> _INPUT DATA_:

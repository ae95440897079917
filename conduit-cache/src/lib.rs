//! Storage backends for the Conduit response cache.
//!
//! The gateway's cache middleware persists entries through the [`CacheStore`]
//! trait, so the medium is pluggable: an in-process map for a single client,
//! or Redis when several processes should share cached responses.
//!
//! # Features
//!
//! - `redis` - Enable the Redis store
//!
//! # Examples
//!
//! ```
//! use conduit_cache::*;
//!
//! # async fn example() -> CacheResult<()> {
//! let cache = InMemoryCache::with_capacity(256);
//!
//! cache.set_json("GET:/users:{}", r#"{"data":[],"expiresAt":0}"#.to_string(), None).await?;
//! assert!(cache.exists("GET:/users:{}").await?);
//! # Ok(())
//! # }
//! ```

pub mod error;
pub mod memory;
pub mod traits;

#[cfg(feature = "redis")]
pub mod redis_cache;

pub use error::{CacheError, CacheResult};
pub use memory::{DEFAULT_MAX_ENTRIES, InMemoryCache};
pub use traits::CacheStore;

#[cfg(feature = "redis")]
pub use redis_cache::RedisCache;

/// Re-export commonly used types
pub mod prelude {
    pub use crate::error::{CacheError, CacheResult};
    pub use crate::memory::InMemoryCache;
    pub use crate::traits::CacheStore;

    #[cfg(feature = "redis")]
    pub use crate::redis_cache::RedisCache;
}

> _YOUR OBJECTIVE_: Your reply should be an exact copy of every line from the line with "commonly used types" through the final line of the data, and nothing more.

> _SOLUTION_:
/// Re-export commonly used types
pub mod prelude {
    pub use crate::error::{CacheError, CacheResult};
    pub use crate::memory::InMemoryCache;
    pub use crate::traits::CacheStore;

    #[cfg(feature = "redis")]
    pub use crate::redis_cache::RedisCache;
}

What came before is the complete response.